Si el objetivo no es ninguno de los dos apuntados antes... parece que el objetivo de Marruecos, que no es entrar en la UA ni expulsar de la UA a la república saharaui es.... destruir la UA.

Em todo o caso, numa ou noutra hipótese, o que se tratava era de anular o ativismo da UA em favor do Sahara Ocidental.





III. QUE IMPACTO PODE TER NA QUESTÃO DO SAHARA OCIDENTAL A ENTRADA DE MARROCOS NA UNIÃO AFRICANA?

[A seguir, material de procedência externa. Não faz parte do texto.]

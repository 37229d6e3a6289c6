//! Generation pipeline.
//!
//! `Discover -> Classify -> Map -> Render -> Emit`, once per call to
//! [`Generator::generate`]. Every run builds a fresh [`SymbolModel`] over the
//! oracle it is given, so nothing leaks between runs.

use std::sync::Arc;

use serde::Serialize;
use tracing::info;

use crate::api::ApiGenerator;
use crate::binding::{Binder, MappedInterface};
use crate::config::{ConfigManager, Options};
use crate::descriptor::{discover, InterfaceDescriptor};
use crate::diagnostics::Diagnostic;
use crate::error::GenerateResult;
use crate::mapper::{MapperChain, OverrideMapper, TypeMapper};
use crate::special::SpecialSymbols;
use crate::symbols::{DeclarationScope, SymbolModel, TypeOracle};
use crate::transpiler::InterfaceTranspiler;

/// One output file.
#[derive(Debug, Clone, PartialEq, Eq, Serialize)]
pub struct GeneratedUnit {
    /// Path relative to the output root, `/`-separated.
    pub path: String,
    pub content: String,
}

/// Everything a run produced.
#[derive(Debug, Clone, Default, PartialEq, Eq, Serialize)]
pub struct GenerationOutput {
    /// Interface files sorted by namespace, then the aggregate file.
    pub units: Vec<GeneratedUnit>,
    pub diagnostics: Vec<Diagnostic>,
}

impl GenerationOutput {
    /// Find a unit by its relative path.
    pub fn unit(&self, path: &str) -> Option<&GeneratedUnit> {
        self.units.iter().find(|u| u.path == path)
    }

    pub fn has_diagnostics(&self) -> bool {
        !self.diagnostics.is_empty()
    }
}

/// Client binding generator.
///
/// # Example
///
/// ```rust
/// use hubgen::symbols::{MethodDecl, SymbolGraph, TypeDecl};
/// use hubgen::{Generator, Options};
///
/// let mut graph = SymbolGraph::with_core_library();
/// let hub = graph.declare(TypeDecl::class("TypedSignalR.Client", "HubAttribute"));
/// graph.declare(TypeDecl::class("TypedSignalR.Client", "ReceiverAttribute"));
/// graph.declare(TypeDecl::class("Tapper", "TranspilationSourceAttribute"));
///
/// let task = graph.lookup("System.Threading.Tasks.Task").unwrap();
/// graph.declare(
///     TypeDecl::interface("App", "IChatHub")
///         .with_attribute(hub)
///         .with_method(MethodDecl::new("Leave", task)),
/// );
///
/// let output = Generator::new(Options::default()).generate(&graph).unwrap();
/// let index = output.unit("hubs/index.ts").unwrap();
/// assert!(index.content.contains("this.connection.invoke(\"Leave\")"));
/// ```
#[derive(Debug, Clone, Default)]
pub struct Generator {
    options: Options,
    mappers: MapperChain,
    fallbacks: MapperChain,
}

impl Generator {
    pub fn new(options: Options) -> Self {
        Self {
            options,
            mappers: MapperChain::new(),
            fallbacks: MapperChain::new(),
        }
    }

    /// Register a mapper that takes priority over the built-ins.
    ///
    /// Mappers registered earlier win over mappers registered later.
    /// Configured type overrides still come first.
    pub fn with_mapper(mut self, mapper: impl TypeMapper + 'static) -> Self {
        self.mappers.push(Arc::new(mapper));
        self
    }

    /// Register a mapper consulted only for types no built-in handles.
    pub fn with_fallback(mut self, mapper: impl TypeMapper + 'static) -> Self {
        self.fallbacks.push(Arc::new(mapper));
        self
    }

    pub fn options(&self) -> &Options {
        &self.options
    }

    /// The full chain: overrides, registered mappers, built-ins, fallbacks.
    pub fn mapper_chain(&self) -> MapperChain {
        let mut chain = MapperChain::new();

        let overrides = OverrideMapper::new(self.options.transpile.type_overrides.clone());
        if !overrides.is_empty() {
            chain.push(Arc::new(overrides));
        }
        chain.extend(&self.mappers);
        chain.extend(&MapperChain::builtin());
        chain.extend(&self.fallbacks);

        chain
    }

    /// Run the pipeline against `oracle`.
    ///
    /// Fails only when the options are invalid or a marker attribute cannot
    /// be resolved. Problems with individual interfaces or methods are
    /// returned as diagnostics next to the units that could be produced.
    pub fn generate(&self, oracle: &dyn TypeOracle) -> GenerateResult<GenerationOutput> {
        ConfigManager::validate(&self.options)?;

        let special = SpecialSymbols::resolve(oracle, &self.options.symbols)?;
        let model = SymbolModel::new(oracle);
        let scope = DeclarationScope::from_include_referenced(self.options.transpile.include_referenced_modules);

        let discovery = discover(&model, &special, scope, self.options.naming_policy());
        let mut diagnostics = discovery.diagnostics;

        let chain = self.mapper_chain();
        let binder = Binder::new(&model, &special, &chain);
        let bind_all = |interfaces: &[InterfaceDescriptor], diagnostics: &mut Vec<Diagnostic>| {
            interfaces
                .iter()
                .map(|interface| binder.bind(interface, diagnostics))
                .collect::<Vec<MappedInterface>>()
        };
        let hubs = bind_all(&discovery.hubs, &mut diagnostics);
        let receivers = bind_all(&discovery.receivers, &mut diagnostics);

        let all: Vec<MappedInterface> = hubs.iter().chain(receivers.iter()).cloned().collect();
        let mut units = InterfaceTranspiler::new(&self.options).transpile(&all);
        units.push(ApiGenerator::new(&self.options).generate(&hubs, &receivers));

        info!(
            units = units.len(),
            diagnostics = diagnostics.len(),
            "generation finished"
        );

        Ok(GenerationOutput { units, diagnostics })
    }
}
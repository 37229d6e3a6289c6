//! Source type to TypeScript type mapping.
//!
//! A [`MapperChain`] is an ordered list of [`TypeMapper`]s. For each type the
//! first mapper whose [`TypeMapper::can_handle`] returns true renders it,
//! recursing through [`MapContext::map_nested`] for type arguments.
//!
//! # Built-in Mappings
//!
//! | Source Type | TypeScript |
//! |-------------|------------|
//! | `Task` | `Promise<void>` |
//! | `Task<T>` | `Promise<T>` |
//! | `IAsyncEnumerable<T>`, `ChannelReader<T>` | `IStreamResult<T>` as a hub return, `Subject<T>` elsewhere |
//! | `bool` | `boolean` |
//! | numeric primitives | `number` |
//! | `char`, `string`, `Guid`, `Uri` | `string` |
//! | `DateTime`, `DateTimeOffset` | `(Date \| string)` |
//! | `object` | `any` |
//! | `T[]`, lists, sets | `T[]` |
//! | dictionaries | `{ [key: K]: V }` |
//! | `Nullable<T>` | `(T \| undefined)` |
//! | data-type marked types | declared name |

mod collection;
mod data_type;
mod overrides;
mod primitive;
mod stream;
mod task;

use std::collections::BTreeSet;
use std::fmt;
use std::sync::Arc;

use tracing::trace;

pub use collection::CollectionMapper;
pub use data_type::DataTypeMapper;
pub use overrides::OverrideMapper;
pub use primitive::PrimitiveMapper;
pub use stream::StreamMapper;
pub use task::{GenericTaskMapper, TaskMapper};

use crate::error::MapError;
use crate::special::SpecialSymbols;
use crate::symbols::{SymbolModel, TypeHandle, TypeOracle};

/// Where the type being mapped appears.
///
/// Stream types render differently as a hub method's return type than
/// anywhere else, so the caller states the position of the outermost type.
/// Type arguments are always mapped at [`Position::Nested`].
#[derive(Debug, Clone, Copy, PartialEq, Eq, Hash)]
pub enum Position {
    /// A method parameter.
    Argument,
    /// Return type of a hub method.
    HubReturn,
    /// Return type of a receiver method.
    ReceiverReturn,
    /// Type argument or array element of another type.
    Nested,
}

/// Transport types a rendered type refers to.
#[derive(Debug, Clone, Copy, PartialEq, Eq, Hash, PartialOrd, Ord)]
pub enum TransportWrapper {
    /// `IStreamResult<T>`: server-to-client stream handed to the caller.
    StreamResult,
    /// `Subject<T>`: push-based stream the client feeds.
    Subject,
}

impl TransportWrapper {
    /// Identifier exported by the transport module.
    pub fn identifier(self) -> &'static str {
        match self {
            TransportWrapper::StreamResult => "IStreamResult",
            TransportWrapper::Subject => "Subject",
        }
    }
}

impl fmt::Display for TransportWrapper {
    fn fmt(&self, f: &mut fmt::Formatter<'_>) -> fmt::Result {
        f.write_str(self.identifier())
    }
}

/// Renders source types as TypeScript type expressions.
///
/// Implement this trait to teach the chain a new type. Register it with
/// [`Generator::with_mapper`](crate::Generator::with_mapper) to take
/// priority over the built-ins, or with
/// [`Generator::with_fallback`](crate::Generator::with_fallback) to only
/// see types nothing else claimed.
///
/// # Example
///
/// ```rust
/// use hubgen::error::MapError;
/// use hubgen::mapper::{MapContext, TypeMapper};
/// use hubgen::symbols::{TypeHandle, TypeOracle};
///
/// struct BigIntegerMapper;
///
/// impl TypeMapper for BigIntegerMapper {
///     fn name(&self) -> &'static str { "big-integer" }
///
///     fn can_handle(&self, ty: TypeHandle, cx: &MapContext<'_, '_>) -> bool {
///         cx.oracle().metadata_name(ty) == "System.Numerics.BigInteger"
///     }
///
///     fn map_to(&self, _ty: TypeHandle, _cx: &mut MapContext<'_, '_>) -> Result<String, MapError> {
///         Ok("bigint".to_string())
///     }
/// }
/// ```
pub trait TypeMapper: Send + Sync {
    /// Short identifier used in logs.
    fn name(&self) -> &'static str;

    /// Whether this mapper renders `ty`.
    fn can_handle(&self, ty: TypeHandle, cx: &MapContext<'_, '_>) -> bool;

    /// Render `ty`. Only called after `can_handle` returned true.
    fn map_to(&self, ty: TypeHandle, cx: &mut MapContext<'_, '_>) -> Result<String, MapError>;
}

/// Ordered list of mappers.
#[derive(Clone, Default)]
pub struct MapperChain {
    mappers: Vec<Arc<dyn TypeMapper>>,
}

impl MapperChain {
    pub fn new() -> Self {
        Self::default()
    }

    /// The built-in mappers in priority order.
    pub fn builtin() -> Self {
        let mut chain = Self::new();
        chain.push(Arc::new(TaskMapper));
        chain.push(Arc::new(GenericTaskMapper));
        chain.push(Arc::new(StreamMapper));
        chain.push(Arc::new(PrimitiveMapper));
        chain.push(Arc::new(CollectionMapper));
        chain.push(Arc::new(DataTypeMapper));
        chain
    }

    /// Append a mapper with the lowest priority so far.
    pub fn push(&mut self, mapper: Arc<dyn TypeMapper>) {
        self.mappers.push(mapper);
    }

    /// Insert a mapper with the highest priority so far.
    pub fn push_front(&mut self, mapper: Arc<dyn TypeMapper>) {
        self.mappers.insert(0, mapper);
    }

    /// Append every mapper of `other`, keeping its order.
    pub fn extend(&mut self, other: &MapperChain) {
        self.mappers.extend(other.mappers.iter().cloned());
    }

    pub fn len(&self) -> usize {
        self.mappers.len()
    }

    pub fn is_empty(&self) -> bool {
        self.mappers.is_empty()
    }

    /// Mapper names in priority order.
    pub fn names(&self) -> Vec<&'static str> {
        self.mappers.iter().map(|m| m.name()).collect()
    }

    fn find(&self, ty: TypeHandle, cx: &MapContext<'_, '_>) -> Option<&Arc<dyn TypeMapper>> {
        self.mappers.iter().find(|m| m.can_handle(ty, cx))
    }
}

impl fmt::Debug for MapperChain {
    fn fmt(&self, f: &mut fmt::Formatter<'_>) -> fmt::Result {
        f.debug_struct("MapperChain")
            .field("mappers", &self.names())
            .finish()
    }
}

/// State threaded through one top-level mapping.
///
/// Besides the rendered text, a mapping records which transport wrappers and
/// which data types the text refers to, so the emitter can import exactly
/// those.
pub struct MapContext<'a, 'o> {
    model: &'a SymbolModel<'o>,
    special: &'a SpecialSymbols,
    chain: &'a MapperChain,
    position: Position,
    wrappers: BTreeSet<TransportWrapper>,
    data_types: BTreeSet<TypeHandle>,
}

impl<'a, 'o> MapContext<'a, 'o> {
    pub fn new(
        model: &'a SymbolModel<'o>,
        special: &'a SpecialSymbols,
        chain: &'a MapperChain,
        position: Position,
    ) -> Self {
        Self {
            model,
            special,
            chain,
            position,
            wrappers: BTreeSet::new(),
            data_types: BTreeSet::new(),
        }
    }

    pub fn model(&self) -> &'a SymbolModel<'o> {
        self.model
    }

    pub fn oracle(&self) -> &'o dyn TypeOracle {
        self.model.oracle()
    }

    pub fn special(&self) -> &'a SpecialSymbols {
        self.special
    }

    /// Position of the type currently being mapped.
    pub fn position(&self) -> Position {
        self.position
    }

    /// Map `ty` at the current position.
    pub fn map(&mut self, ty: TypeHandle) -> Result<String, MapError> {
        let chain = self.chain;
        match chain.find(ty, self) {
            Some(mapper) => {
                trace!(mapper = mapper.name(), %ty, "mapping type");
                mapper.map_to(ty, self)
            }
            None => Err(MapError::unsupported(self.oracle().display_string(ty))),
        }
    }

    /// Map a type argument or element type.
    pub fn map_nested(&mut self, ty: TypeHandle) -> Result<String, MapError> {
        let outer = std::mem::replace(&mut self.position, Position::Nested);
        let result = self.map(ty);
        self.position = outer;
        result
    }

    /// The single type argument of a one-parameter generic.
    pub fn type_argument(&self, ty: TypeHandle) -> Result<TypeHandle, MapError> {
        self.model
            .first_type_argument(ty)
            .ok_or_else(|| MapError::missing_argument(self.oracle().metadata_name(ty)))
    }

    /// Record that the rendered text refers to a transport wrapper.
    pub fn note_wrapper(&mut self, wrapper: TransportWrapper) {
        self.wrappers.insert(wrapper);
    }

    /// Record that the rendered text refers to a data type by name.
    pub fn note_data_type(&mut self, ty: TypeHandle) {
        let definition = self.oracle().original_definition(ty);
        self.data_types.insert(definition);
    }

    /// Finish the mapping, returning what the rendered text referred to.
    pub fn into_references(self) -> TypeReferences {
        TypeReferences {
            wrappers: self.wrappers,
            data_types: self.data_types,
        }
    }
}

/// Transport wrappers and data types a rendered type refers to.
#[derive(Debug, Clone, Default, PartialEq, Eq)]
pub struct TypeReferences {
    pub wrappers: BTreeSet<TransportWrapper>,
    /// Data type definitions.
    pub data_types: BTreeSet<TypeHandle>,
}

impl TypeReferences {
    pub fn extend(&mut self, other: TypeReferences) {
        self.wrappers.extend(other.wrappers);
        self.data_types.extend(other.data_types);
    }
}

/// A rendered type plus what it refers to.
#[derive(Debug, Clone, PartialEq, Eq)]
pub struct MappedType {
    pub text: String,
    pub references: TypeReferences,
}

impl MapperChain {
    /// Map `ty` at `position`, collecting its references.
    pub fn map_type(
        &self,
        model: &SymbolModel<'_>,
        special: &SpecialSymbols,
        ty: TypeHandle,
        position: Position,
    ) -> Result<MappedType, MapError> {
        let mut cx = MapContext::new(model, special, self, position);
        let text = cx.map(ty)?;
        Ok(MappedType {
            text,
            references: cx.into_references(),
        })
    }
}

Está claro que Marrocos entrou na UA para tentar, a partir de dentro, neutralizar a luta da UA a favor do Sahara Ocidental. Não é difícil adivinhar que a partir deste momento as decisões dos órgãos da UA sobre o Sahara Ocidental serão objeto de intensos debates, o que não é necessariamente negativo para a república saharaui.
Pois bem, independentemente de que possa ter êxito no objetivo de neutralizar essa ativismo, é um facto que a entrada de Marrocos na UA tem um custo muito importante.
Em primeiro lugar, goste ou não, a entrada de Marrocos na UA é um ato de reconhecimento da República Saharaui. Convém não esquecer que um dos objetivos da União Africana (art. 3 da sua Ata constitutiva) é

Defender a soberania, a integridade territorial e a independência dos seus Estados membros;

Portanto, Marrocos integra-se numa organização que procura defender a soberania, a integridade territorial e a independência da República Saharaui.
Em segundo lugar, a estratégia diplomática marroquina de tentar que outros Estados anulem o reconhecimento da RASD ou não o levem a cabo fica sensivelmente afetada a partir do momento que Marrocos aceita estar na mesma organização internacional que a RASD.


IV. O QUE PRETENDE MARROCOS COM A SUA ENTRADA NA UA?

Se estes custos são tão claros, a pergunta que se faz é o que pretende então Marrocos com a sua entrada na UA?

Há quem sugira que é "suspender" ou "expulsar" a RASD. Mas devo insistir (o que venho fazendo desde julho de 2016) que basta ler a ata constitutiva da UA para ver que isso NÃO É POSSÍVEL pela simples razão de que a Ata não prevê a "expulsão" de um membro. Embora erradamente tenha argumentado que a alteração da Ata exige a unanimidade dos Estados para a sua ratificação, o facto é que o artigo 32.4 da Ata Constitutiva, ainda que submeta a ratificação das alterações da Ata a "todos" os Estados-Membros, prevê que a entrada em vigor dessa ratificação ocorra quando a ratificação tenha sido depositada por 2/3 dos Estados-Membros. Pois bem, enquanto se possa, ou não, produzir tal eventualidade o Reino de Marrocos tem de reconhecer a República saharaui.
A minha opinião é que, possivelmente sob aconselhamento externo, Marrocos pretenda consagrar o status quo atual território separado pelo muro que divide o Sahara Ocidental.
No entanto, esta entrada na UA pode pretender um objetivo que vai muito mais longe e que seja permitir um reconhecimento da RASD sem ter que fazer um referendo de autodeterminação.